Se, dopo la vittoria di Zingaretti nelle primarie democratiche, mi è concesso fare un passo indietro per ripartire dal composito quadro delle posizioni interne al PD, inizio col dichiarare che personalmente ho sostenuto la candidatura di Maurizio Martina per due motivi, uno tattico e uno strategico.
Tattica: le alleanze
La motivazione di ordine tattico risiedeva nella necessità di rispondere alle esigenze politiche determinate dalla gravità dell’attuale momento nazionale, ovvero dallo spadroneggiare di forze politiche che istigano all’odio contro il prossimo e contro i più deboli e che feriscono barbaramente l’Italia non solo nella sua convivenza civile ma anche nella sua economia, nella sua giustizia sociale, nelle sue relazioni internazionali.

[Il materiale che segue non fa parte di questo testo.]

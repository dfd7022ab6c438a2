use serde::{Deserialize, Serialize};

/// Unique identifier of a product in the catalog
pub type ProductId = String;

/// A catalog product as delivered by the remote content store.
///
/// Values arrive fully formed; the runtime consumes them as-is and performs
/// no shape validation of its own.
#[derive(Debug, Clone, PartialEq, Serialize, Deserialize)]
pub struct Product {
    pub id: ProductId,
    pub name: String,
    /// Unit price in the store currency
    pub price: f64,
    pub category: String,
    /// Image reference (URL or asset key)
    pub image: String,
    /// Optional model/variant label ("Pro", "2024", ...)
    #[serde(default, skip_serializing_if = "Option::is_none")]
    pub model: Option<String>,
}

/// Site-wide configuration values served by the remote content store
#[derive(Debug, Clone, PartialEq, Serialize, Deserialize)]
pub struct SiteConfig {
    pub store_name: String,
    /// ISO currency code used for price display
    pub currency: String,
    #[serde(default)]
    pub support_email: String,
}

impl SiteConfig {
    pub fn new(store_name: impl Into<String>, currency: impl Into<String>) -> Self {
        Self {
            store_name: store_name.into(),
            currency: currency.into(),
            support_email: String::new(),
        }
    }
}
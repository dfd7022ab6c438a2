use serde::{Deserialize, Serialize};
use shared::Product;

/// One product entry in the cart, with its own quantity
#[derive(Debug, Clone, PartialEq, Serialize, Deserialize)]
pub struct CartLine {
    pub id: String,
    pub name: String,
    /// Unit price, not the line total
    pub price: f64,
    pub quantity: u32,
    pub category: String,
    #[serde(default, skip_serializing_if = "Option::is_none")]
    pub model: Option<String>,
    pub image: String,
}

impl CartLine {
    fn from_product(product: &Product) -> Self {
        Self {
            id: product.id.clone(),
            name: product.name.clone(),
            price: product.price,
            quantity: 1,
            category: product.category.clone(),
            model: product.model.clone(),
            image: product.image.clone(),
        }
    }

    pub fn line_total(&self) -> f64 {
        self.price * f64::from(self.quantity)
    }
}

/// Cart contents and the drawer open flag.
///
/// Lines keep insertion order (display-relevant) and ids stay unique:
/// adding a product already in the cart merges by bumping its quantity.
/// Totals are recomputed from the lines on every read, never cached.
#[derive(Default)]
pub struct CartState {
    lines: Vec<CartLine>,
    is_open: bool,
}

impl CartState {
    /// All lines, in insertion order
    pub fn lines(&self) -> &[CartLine] {
        &self.lines
    }

    /// Add a product. Merges into the existing line when the id is already
    /// present.
    pub fn add(&mut self, product: &Product) {
        match self.lines.iter_mut().find(|l| l.id == product.id) {
            Some(line) => line.quantity += 1,
            None => self.lines.push(CartLine::from_product(product)),
        }
    }

    /// Remove the line with the given id. No-op if absent.
    pub fn remove(&mut self, id: &str) {
        self.lines.retain(|l| l.id != id);
    }

    /// Set a line's quantity. A quantity of zero or less removes the line;
    /// a zero-or-negative quantity is never left in place.
    pub fn set_quantity(&mut self, id: &str, quantity: i32) {
        if quantity <= 0 {
            self.remove(id);
            return;
        }
        if let Some(line) = self.lines.iter_mut().find(|l| l.id == id) {
            line.quantity = quantity as u32;
        }
    }

    /// Increase a line's quantity by one. No-op if absent.
    pub fn increment(&mut self, id: &str) {
        if let Some(line) = self.lines.iter_mut().find(|l| l.id == id) {
            line.quantity += 1;
        }
    }

    /// Decrease a line's quantity by one; at quantity 1 the line is removed.
    pub fn decrement(&mut self, id: &str) {
        if let Some(line) = self.lines.iter_mut().find(|l| l.id == id) {
            if line.quantity > 1 {
                line.quantity -= 1;
            } else {
                self.remove(id);
            }
        }
    }

    /// Remove every line
    pub fn clear(&mut self) {
        self.lines.clear();
    }

    /// Sum of unit price times quantity over all lines
    pub fn total(&self) -> f64 {
        self.lines.iter().map(CartLine::line_total).sum()
    }

    /// Sum of quantities (the badge number)
    pub fn count(&self) -> u32 {
        self.lines.iter().map(|l| l.quantity).sum()
    }

    pub fn is_empty(&self) -> bool {
        self.lines.is_empty()
    }

    /// Whether the cart drawer overlay is showing
    pub fn is_open(&self) -> bool {
        self.is_open
    }

    pub fn set_open(&mut self, open: bool) {
        self.is_open = open;
    }
}

#[cfg(test)]
mod tests {
    use super::*;

    fn product(id: &str, price: f64) -> Product {
        Product {
            id: id.to_string(),
            name: format!("Product {id}"),
            price,
            category: "chairs".to_string(),
            image: format!("/img/{id}.webp"),
            model: None,
        }
    }

    #[test]
    fn test_initial_empty() {
        let cart = CartState::default();
        assert!(cart.is_empty());
        assert_eq!(cart.count(), 0);
        assert_eq!(cart.total(), 0.0);
        assert!(!cart.is_open());
    }

    #[test]
    fn test_add_duplicate_merges() {
        let mut cart = CartState::default();
        cart.add(&product("a", 100.0));
        cart.add(&product("a", 100.0));
        assert_eq!(cart.lines().len(), 1);
        assert_eq!(cart.lines()[0].quantity, 2);
        assert_eq!(cart.total(), 200.0);
    }

    #[test]
    fn test_insertion_order_preserved() {
        let mut cart = CartState::default();
        cart.add(&product("b", 10.0));
        cart.add(&product("a", 20.0));
        cart.add(&product("c", 30.0));
        cart.add(&product("a", 20.0));
        let ids: Vec<&str> = cart.lines().iter().map(|l| l.id.as_str()).collect();
        assert_eq!(ids, ["b", "a", "c"]);
    }

    #[test]
    fn test_remove_absent_leaves_cart_unchanged() {
        let mut cart = CartState::default();
        cart.add(&product("a", 100.0));
        let before = cart.lines().to_vec();
        cart.remove("ghost");
        assert_eq!(cart.lines(), before.as_slice());
    }

    #[test]
    fn test_remove_present() {
        let mut cart = CartState::default();
        cart.add(&product("a", 100.0));
        cart.add(&product("b", 50.0));
        cart.remove("a");
        assert_eq!(cart.lines().len(), 1);
        assert_eq!(cart.lines()[0].id, "b");
    }

    #[test]
    fn test_set_quantity() {
        let mut cart = CartState::default();
        cart.add(&product("a", 100.0));
        cart.set_quantity("a", 5);
        assert_eq!(cart.count(), 5);
        assert_eq!(cart.total(), 500.0);
    }

    #[test]
    fn test_set_quantity_zero_removes() {
        let mut cart = CartState::default();
        cart.add(&product("a", 100.0));
        cart.set_quantity("a", 0);
        assert!(cart.is_empty());
    }

    #[test]
    fn test_set_quantity_negative_removes() {
        let mut cart = CartState::default();
        cart.add(&product("a", 100.0));
        cart.set_quantity("a", -3);
        assert!(cart.is_empty());
    }

    #[test]
    fn test_decrement_at_one_removes() {
        let mut cart = CartState::default();
        cart.add(&product("a", 100.0));
        cart.increment("a");
        cart.decrement("a");
        assert_eq!(cart.count(), 1);
        cart.decrement("a");
        assert!(cart.is_empty());
    }

    #[test]
    fn test_count_zero_iff_empty() {
        let mut cart = CartState::default();
        assert_eq!(cart.count() == 0, cart.is_empty());
        cart.add(&product("a", 100.0));
        assert_eq!(cart.count() == 0, cart.is_empty());
        cart.remove("a");
        assert_eq!(cart.count() == 0, cart.is_empty());
    }

    #[test]
    fn test_clear() {
        let mut cart = CartState::default();
        cart.add(&product("a", 100.0));
        cart.add(&product("b", 50.0));
        cart.clear();
        assert!(cart.is_empty());
        assert_eq!(cart.total(), 0.0);
    }

    #[test]
    fn test_line_total_uses_unit_price() {
        let mut cart = CartState::default();
        cart.add(&product("a", 1000.0));
        cart.add(&product("a", 1000.0));
        assert_eq!(cart.lines()[0].line_total(), 2000.0);
        assert_eq!(cart.lines()[0].price, 1000.0);
    }

    /// Invariant check over a deterministic pseudo-random mutation sequence:
    /// total and count always match what the lines say.
    #[test]
    fn test_randomized_mutations_keep_aggregates_consistent() {
        let mut cart = CartState::default();
        let mut rng: u64 = 0x9e37_79b9_7f4a_7c15;
        let ids = ["a", "b", "c", "d", "e"];

        for _ in 0..2000 {
            // xorshift64
            rng ^= rng << 13;
            rng ^= rng >> 7;
            rng ^= rng << 17;

            let id = ids[(rng % ids.len() as u64) as usize];
            match (rng >> 8) % 5 {
                0 => cart.add(&product(id, (rng % 900 + 100) as f64)),
                1 => cart.remove(id),
                2 => cart.set_quantity(id, ((rng >> 16) % 7) as i32 - 1),
                3 => cart.increment(id),
                _ => cart.decrement(id),
            }

            let expected_total: f64 = cart
                .lines()
                .iter()
                .map(|l| l.price * f64::from(l.quantity))
                .sum();
            let expected_count: u32 = cart.lines().iter().map(|l| l.quantity).sum();
            assert_eq!(cart.total(), expected_total);
            assert_eq!(cart.count(), expected_count);
            assert!(cart.lines().iter().all(|l| l.quantity >= 1));

            // ids stay unique
            for (i, line) in cart.lines().iter().enumerate() {
                assert!(!cart.lines()[..i].iter().any(|other| other.id == line.id));
            }
        }
    }

    #[test]
    fn test_cart_line_serde() {
        let mut cart = CartState::default();
        cart.add(&product("a", 100.0));
        let json = serde_json::to_string(cart.lines()).unwrap();
        let back: Vec<CartLine> = serde_json::from_str(&json).unwrap();
        assert_eq!(back.as_slice(), cart.lines());
    }
}
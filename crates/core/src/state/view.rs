use std::str::FromStr;

use shared::Product;

/// The logical pages the storefront can display. Exactly one is active.
#[derive(Debug, Clone, Copy, PartialEq, Eq, Default)]
pub enum View {
    #[default]
    Landing,
    Catalog,
    ProductDetails,
    Checkout,
    Admin,
}

impl View {
    /// Kebab-case tag used at the JS boundary
    pub fn as_str(&self) -> &'static str {
        match self {
            View::Landing => "landing",
            View::Catalog => "catalog",
            View::ProductDetails => "product-details",
            View::Checkout => "checkout",
            View::Admin => "admin",
        }
    }

    /// Resolve the boot-time entry view from the document path. The reserved
    /// admin path is the only special case; anything else lands on `Landing`.
    /// This runs once at startup; in-app navigation never re-derives the
    /// view from the URL.
    pub fn from_path(path: &str, admin_path: &str) -> View {
        if path == admin_path {
            View::Admin
        } else {
            View::Landing
        }
    }
}

impl FromStr for View {
    type Err = String;

    fn from_str(tag: &str) -> Result<Self, Self::Err> {
        match tag {
            "landing" => Ok(View::Landing),
            "catalog" => Ok(View::Catalog),
            "product-details" => Ok(View::ProductDetails),
            "checkout" => Ok(View::Checkout),
            "admin" => Ok(View::Admin),
            other => Err(format!("unknown view: {other}")),
        }
    }
}

/// Current view and product selection (supports the product-details view)
#[derive(Default)]
pub struct ViewState {
    current: View,
    selected: Option<Product>,
}

impl ViewState {
    pub fn with_initial(view: View) -> Self {
        Self {
            current: view,
            selected: None,
        }
    }

    /// The view currently shown
    pub fn current(&self) -> View {
        self.current
    }

    /// Product backing the product-details view. `None` means that view
    /// renders nothing.
    pub fn selected(&self) -> Option<&Product> {
        self.selected.as_ref()
    }

    pub(crate) fn set_view(&mut self, view: View) {
        self.current = view;
    }

    pub(crate) fn set_selected(&mut self, product: Product) {
        self.selected = Some(product);
    }
}
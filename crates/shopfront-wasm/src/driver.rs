//! requestAnimationFrame driver for the scroll animation
//!
//! One self-rescheduling callback runs for the lifetime of the app and is
//! cancelled exactly once at teardown.

use std::cell::{Cell, RefCell};
use std::rc::Rc;

use wasm_bindgen::closure::Closure;
use wasm_bindgen::JsCast;

use crate::Inner;

pub(crate) struct FrameDriver {
    raf_id: Rc<Cell<Option<i32>>>,
    callback: Rc<RefCell<Option<Closure<dyn FnMut(f64)>>>>,
}

impl FrameDriver {
    pub fn new() -> Self {
        Self {
            raf_id: Rc::new(Cell::new(None)),
            callback: Rc::new(RefCell::new(None)),
        }
    }

    pub fn is_running(&self) -> bool {
        self.raf_id.get().is_some()
    }

    /// Schedule the per-frame callback. No-op if already running.
    pub fn start(&self, inner: Rc<RefCell<Inner>>) {
        if self.is_running() {
            return;
        }

        let raf_id = Rc::clone(&self.raf_id);
        let callback = Rc::clone(&self.callback);
        *self.callback.borrow_mut() = Some(Closure::wrap(Box::new(move |now_ms: f64| {
            inner.borrow_mut().frame(now_ms);
            // reschedule unless stop() cleared the handle mid-frame
            if raf_id.get().is_some() {
                if let Some(cb) = callback.borrow().as_ref() {
                    raf_id.set(request_frame(cb));
                }
            }
        }) as Box<dyn FnMut(f64)>));

        if let Some(cb) = self.callback.borrow().as_ref() {
            self.raf_id.set(request_frame(cb));
        }
    }

    /// Cancel the pending frame and drop the callback. Idempotent.
    pub fn stop(&self) {
        if let Some(id) = self.raf_id.take() {
            if let Some(window) = web_sys::window() {
                let _ = window.cancel_animation_frame(id);
            }
        }
        self.callback.borrow_mut().take();
    }
}

fn request_frame(cb: &Closure<dyn FnMut(f64)>) -> Option<i32> {
    let window = web_sys::window()?;
    match window.request_animation_frame(cb.as_ref().unchecked_ref()) {
        Ok(id) => Some(id),
        Err(e) => {
            tracing::warn!("requestAnimationFrame failed: {e:?}");
            None
        }
    }
}
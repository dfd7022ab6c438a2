//! Headless test harness for driving the runtime without a browser.

use std::collections::HashMap;

use crate::app::Storefront;
use crate::config::RuntimeConfig;
use crate::host::Browser;
use crate::state::View;

/// Browser stand-in: records history pushes and viewport moves, and serves
/// anchors from a plain map.
#[derive(Default)]
pub struct FakeBrowser {
    /// Every path pushed, in order
    pub pushed_paths: Vec<String>,
    /// Anchor id → top relative to the viewport
    pub anchors: HashMap<String, f64>,
    /// Current vertical scroll offset
    pub scroll: f64,
}

impl FakeBrowser {
    pub fn new() -> Self {
        Self::default()
    }
}

impl Browser for FakeBrowser {
    fn push_path(&mut self, path: &str) {
        self.pushed_paths.push(path.to_string());
    }

    fn anchor_top(&self, anchor: &str) -> Option<f64> {
        self.anchors.get(anchor).copied()
    }

    fn scroll_offset(&self) -> f64 {
        self.scroll
    }

    fn set_scroll(&mut self, offset: f64) {
        self.scroll = offset;
    }
}

/// A storefront wired to a [`FakeBrowser`] with the frame driver "running",
/// plus helpers for the common test moves.
pub struct Harness {
    pub app: Storefront,
    pub browser: FakeBrowser,
}

impl Harness {
    pub fn new() -> Self {
        Self::with_config(RuntimeConfig::default())
    }

    pub fn with_config(config: RuntimeConfig) -> Self {
        let mut app = Storefront::new(config);
        app.set_driver_running(true);
        Self {
            app,
            browser: FakeBrowser::new(),
        }
    }

    pub fn navigate(&mut self, view: View) {
        self.app.navigate(view, &mut self.browser);
    }

    /// Run 60 fps frames until the scroll animation settles.
    pub fn settle(&mut self) {
        for _ in 0..600 {
            if !self.app.is_scrolling() {
                return;
            }
            self.app.tick(1.0 / 60.0, &mut self.browser);
        }
    }
}

impl Default for Harness {
    fn default() -> Self {
        Self::new()
    }
}
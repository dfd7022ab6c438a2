//! web-sys implementation of the runtime's browser seam

use shopfront_core::host::Browser;
use wasm_bindgen::JsValue;

/// The real document/window surface
pub struct WebBrowser {
    window: web_sys::Window,
}

impl WebBrowser {
    pub fn new() -> Result<Self, JsValue> {
        let window = web_sys::window().ok_or_else(|| JsValue::from_str("no window object"))?;
        Ok(Self { window })
    }

    /// The document path at startup, for boot-time view resolution
    pub fn boot_path(&self) -> String {
        self.window
            .location()
            .pathname()
            .unwrap_or_else(|_| "/".to_string())
    }
}

impl Browser for WebBrowser {
    fn push_path(&mut self, path: &str) {
        match self.window.history() {
            Ok(history) => {
                if let Err(e) = history.push_state_with_url(&JsValue::NULL, "", Some(path)) {
                    tracing::warn!("history.pushState failed: {e:?}");
                }
            }
            Err(e) => tracing::warn!("history unavailable: {e:?}"),
        }
    }

    fn anchor_top(&self, anchor: &str) -> Option<f64> {
        let element = self.window.document()?.get_element_by_id(anchor)?;
        Some(element.get_bounding_client_rect().top())
    }

    fn scroll_offset(&self) -> f64 {
        self.window.scroll_y().unwrap_or(0.0)
    }

    fn set_scroll(&mut self, offset: f64) {
        self.window.scroll_to_with_x_and_y(0.0, offset);
    }
}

Il blocco M5S-Lega, come ho già analizzato fin dallo scorso anno1, riproduce il tradizionale blocco reazionario tra profittatori del Nord e redditieri del Sud che, come correttamente rilevava Gramsci, ha connotato la storia politica dell’Italia unitaria.
A questo blocco sociale si somma un blocco di tipo politico, che si evidenzia in diversi Paesi del mondo (gli Stati Uniti con Trump2, la Francia con i giubbetti gialli3, la Spagna con l’asse andaluso4, lo stesso Regno Unito con il blocco del Remain), consistente nel saldare all’estrema destra fascista, di per sé minoritaria, una consistente coda di opinione conservatrice e moderata, con il risultato di consentire al fascismo di dettare l’agenda politica e in alcuni casi di ottenere il potere.
Per evitare questa saldatura, e spezzarla là dove si è già realizzata, è necessario che sia la sinistra ad allearsi coi moderati, e, se questi non bastassero, pure coi conservatori. Ma, a questo fine, è necessario in primis che la sinistra stessa sia il più possibile unita.
Perciò mi apparivano come insufficienti le opposte posizioni di Giachetti, che erigendo barricate (pure in sé non ingiuste, a mio avviso) a difesa del passato si precludeva qualsiasi sbocco politico nel futuro, e di Zingaretti, che percepito a torto o a ragione come l’alfiere di una restaurazione del (ceto politico del) Pci-Pds avrebbe rischiato di provocare la fuga proprio dell’elettorato moderato.
La linea “né abiure né nostalgie” decretata da Martina riguardo il periodo Renzi sembrava perciò la base sulla quale cercare l’unità del partito – che è e resta un bene profondissimo: si faccia il confronto tra il comportamento verso Renzi da parte di D’Alema o Civati e quello verso Salvini da parte di Bossi o Maroni, e si veda quanto questi diversi atteggiamenti hanno punito o premiato i rispettivi partiti.
Strategia: classe e rivoluzione
Per quanto concerne la strategia, invece, la mozione Martina mi pareva oggettivamente l’unica in grado di sviluppare un pensiero critico sul sistema socio-economico attuale.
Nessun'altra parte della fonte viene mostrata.